| October 8, 2001
Turning Customer Knowledge into Profits
Many companies have a huge amount of information about their customers, but have great
difficulty in translating the data into profits. The problem isn't the technology
there is no question that the technology exists to integrate all the data a company
collects about its customers. Converting customer data into real shareholder value
a process called customer knowledge management (CKM) starts with the right
corporate mind-set, organization, accountability, and leadership. Here are some elements
of the process:
- Strategic planning built around customer segments and a cultural belief that
all customers should not be treated identically
With the tools now available, it's easier than ever for a company to learn a piece of
crucial information: how much money it's making (or losing) on each customer. You'd think
every company would want to segment customers by expected profitability and treat the most
profitable customers best. After all, extensive research proves that retaining current
customers is enormously more profitable than bringing in new ones, a finding that goes
double or triple for the most profitable customers.
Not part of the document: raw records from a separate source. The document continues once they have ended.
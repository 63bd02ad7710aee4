use anyhow::{anyhow, Error, Result};
use blazegraph::util::{read_file, render_query_result, write_graph, write_graph_to_file};
use blazegraph::{BlazegraphConnector, ConnectionConfig, GraphUpdate, QueryTimeout, StoredGraph};
use clap::{Parser, Subcommand};
use log::info;
use oxigraph::io::RdfFormat;
use oxigraph::model::{BlankNode, NamedNode};
use std::ffi::OsString;
use std::path::PathBuf;

#[derive(Debug, Parser)]
#[command(name = "blazegraph")]
#[command(about = "Query and update a Blazegraph namespace")]
#[command(arg_required_else_help = true)]
struct Cli {
    #[command(subcommand)]
    command: Commands,
    /// Verbose mode - sets the RUST_LOG level to info, defaults to warning level
    #[clap(long, short, action, default_value = "false", global = true)]
    verbose: bool,
    /// Debug mode - sets the RUST_LOG level to debug, defaults to warning level
    #[clap(long, action, default_value = "false", global = true)]
    debug: bool,
    /// Server root, defaults to http://localhost:9999/blazegraph
    #[clap(long, short, global = true)]
    endpoint: Option<String>,
    /// Namespace to address, defaults to 'kb'
    #[clap(long, short, global = true)]
    namespace: Option<String>,
    /// Transport timeout for each request, in seconds
    #[clap(long, global = true)]
    request_timeout: Option<u64>,
    /// Read connection settings from a JSON file; --endpoint and --namespace override it
    #[clap(long, short, global = true)]
    config: Option<PathBuf>,
}

#[derive(Debug, Subcommand)]
enum Commands {
    /// Run a SPARQL query and print the answer
    Query {
        /// The query text; read from --file when omitted
        query: Option<String>,
        /// File containing the query
        #[clap(long, short)]
        file: Option<PathBuf>,
        /// Store-side evaluation limit in milliseconds
        #[clap(long, short)]
        timeout: Option<u64>,
    },
    /// Fetch a graph and print it or write it to a file
    Load {
        /// Name (URI) of the graph, the default graph when omitted
        graph: Option<String>,
        /// File to write the graph to, format chosen by extension
        #[clap(long, short)]
        output: Option<PathBuf>,
    },
    /// Replace a graph with the contents of a file
    Save {
        /// RDF file to upload
        file: PathBuf,
        /// Name (URI) of the graph, the default graph when omitted
        #[clap(long, short)]
        graph: Option<String>,
    },
    /// Delete a graph
    Delete {
        /// Name (URI) of the graph, the default graph when omitted
        graph: Option<String>,
    },
    /// Add and remove triples in one graph
    Update {
        /// Name (URI) of the graph, the default graph when omitted
        #[clap(long, short)]
        graph: Option<String>,
        /// RDF file with triples to add
        #[clap(long)]
        add: Option<PathBuf>,
        /// RDF file with triples to remove
        #[clap(long)]
        remove: Option<PathBuf>,
    },
    /// List the names of all non-empty graphs
    Graphs,
    /// Print the connection settings, or write them to a JSON file
    Config {
        /// File to write the settings to
        #[clap(long, short)]
        output: Option<PathBuf>,
        /// Print the settings as RDF in the dotNetRDF configuration vocabulary
        #[clap(long, action, default_value = "false")]
        rdf: bool,
    },
}

const DEFAULT_ENDPOINT: &str = "http://localhost:9999/blazegraph";

fn graph_name(graph: Option<String>) -> Result<Option<NamedNode>> {
    graph
        .map(|g| NamedNode::new(g).map_err(|e| anyhow!(e.to_string())))
        .transpose()
}

fn connection_config(cmd: &Cli) -> Result<ConnectionConfig> {
    let base = match &cmd.config {
        Some(path) => Some(ConnectionConfig::from_file(path)?),
        None => None,
    };
    let mut builder = ConnectionConfig::builder();
    builder.base_uri(
        cmd.endpoint
            .clone()
            .or_else(|| base.as_ref().map(|c| c.base_uri().to_string()))
            .unwrap_or_else(|| DEFAULT_ENDPOINT.to_string()),
    );
    if let Some(ns) = cmd
        .namespace
        .clone()
        .or_else(|| base.as_ref().map(|c| c.namespace().to_string()))
    {
        builder.namespace(ns);
    }
    if let Some(secs) = cmd
        .request_timeout
        .or_else(|| base.as_ref().map(|c| c.request_timeout().as_secs()))
    {
        builder.request_timeout_secs(secs);
    }
    Ok(builder.build()?)
}

pub fn run() -> Result<()> {
    blazegraph::init_logging();
    let cmd = Cli::parse();
    execute(cmd)
}

pub fn run_from_args<I, T>(args: I) -> Result<()>
where
    I: IntoIterator<Item = T>,
    T: Into<OsString> + Clone,
{
    blazegraph::init_logging();
    let cmd = Cli::try_parse_from(args).map_err(Error::from)?;
    execute(cmd)
}

fn execute(cmd: Cli) -> Result<()> {
    // CLI flags for verbosity take precedence over RUST_LOG / BLAZEGRAPH_LOG.
    if cmd.debug {
        std::env::set_var("RUST_LOG", "debug");
    } else if cmd.verbose {
        std::env::set_var("RUST_LOG", "info");
    } else if std::env::var("RUST_LOG").is_err() {
        std::env::set_var("RUST_LOG", "warn");
    }
    let _ = env_logger::try_init();

    let config = connection_config(&cmd)?;
    if cmd.verbose || cmd.debug {
        config.print();
    }

    if let Commands::Config { output, rdf } = &cmd.command {
        match output {
            Some(path) => {
                config.save_to_file(path)?;
                println!("Wrote configuration to {}", path.display());
            }
            None if *rdf => {
                let node = BlankNode::default();
                write_graph(
                    &config.to_graph(node.as_ref().into()),
                    RdfFormat::Turtle,
                    std::io::stdout(),
                )?;
            }
            None => println!("{}", serde_json::to_string_pretty(&config)?),
        }
        return Ok(());
    }

    let connector = BlazegraphConnector::from_config(config)?;
    info!("Connected: {connector}");

    match cmd.command {
        Commands::Query {
            query,
            file,
            timeout,
        } => {
            let query = match (query, file) {
                (Some(q), None) => q,
                (None, Some(f)) => std::fs::read_to_string(f)?,
                _ => return Err(anyhow!("Must specify either a query or --file")),
            };
            let result = connector.query_with_timeout(&query, QueryTimeout::from(timeout))?;
            println!("{}", render_query_result(&result)?);
        }
        Commands::Load { graph, output } => {
            let loaded = connector.load_graph(graph_name(graph)?)?;
            match output {
                Some(path) => write_graph_to_file(&loaded.graph, &path)?,
                None => write_graph(&loaded.graph, RdfFormat::Turtle, std::io::stdout())?,
            }
        }
        Commands::Save { file, graph } => {
            let contents = read_file(&file)?;
            let stored = match graph_name(graph)? {
                Some(name) => StoredGraph::named(name, contents),
                None => StoredGraph::default_graph(contents),
            };
            let saved = connector.save_graph(stored)?;
            println!("Saved {} triples", saved.len());
        }
        Commands::Delete { graph } => {
            connector.delete_graph(graph_name(graph)?)?;
        }
        Commands::Update { graph, add, remove } => {
            if add.is_none() && remove.is_none() {
                return Err(anyhow!("Must specify --add and/or --remove"));
            }
            let mut update = GraphUpdate::new(graph_name(graph)?);
            if let Some(path) = add {
                update.additions = read_file(&path)?.iter().map(|t| t.into_owned()).collect();
            }
            if let Some(path) = remove {
                update.removals = read_file(&path)?.iter().map(|t| t.into_owned()).collect();
            }
            connector.update_graph(update)?;
        }
        Commands::Graphs => {
            let mut graphs = connector.list_graphs()?;
            graphs.sort_by(|a, b| a.as_str().cmp(b.as_str()));
            for graph in graphs {
                println!("{}", graph.as_str());
            }
        }
        Commands::Config { .. } => {
            // handled before connecting
        }
    }

    Ok(())
}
Yet many companies resist. Often a key reason is that the corporate culture regards it
as unfair to treat some customers better than others. It's an odd attitude; after all, as
consumers we almost always feel we deserve special treatment if we're loyal customers, and
getting it makes us more inclined to do additional business. In the airline industry, for
example, preferential treatment is quite accepted customers will go to great
lengths to achieve and maintain their elite frequent flyer status because of the
associated rewards.
It's important to keep that in mind. Because customer loyalty is so valuable, the most
profitable customers should get better treatment.
Applying that principle isn't always easy. To satisfy your best customers, you must be
able to segment not just by profitability but also by needs. For example, a bank might
find that its most profitable customers include young professionals with big mortgages as
well as elderly widows who keep large balances in savings accounts. But only one of those
groups would be a logical prospect for sophisticated investment products.
Nevertheless, many companies remain wary of similar opportunities in their businesses.
Failure to differentiate becomes an even bigger problem when the economy tanks. Companies
cut head count in branches, call centers, and installation centers, reducing customer
service "equitably." Just when it's most essential to keep the most valuable
customers and get more of their business, these undifferentiated cost cutters do exactly
the opposite.
At most companies the world revolves around products or functions or geography.
Customers endure the all-too-familiar experience of contacting different parts of the
organization and finding that each part knows nothing about that customer's experience
with the others. Have you ever called your local phone company and tried to order a new
service like, say, a DSL connection? Depending on where you live, you may be treated like
a total stranger, even if you've been a customer for decades.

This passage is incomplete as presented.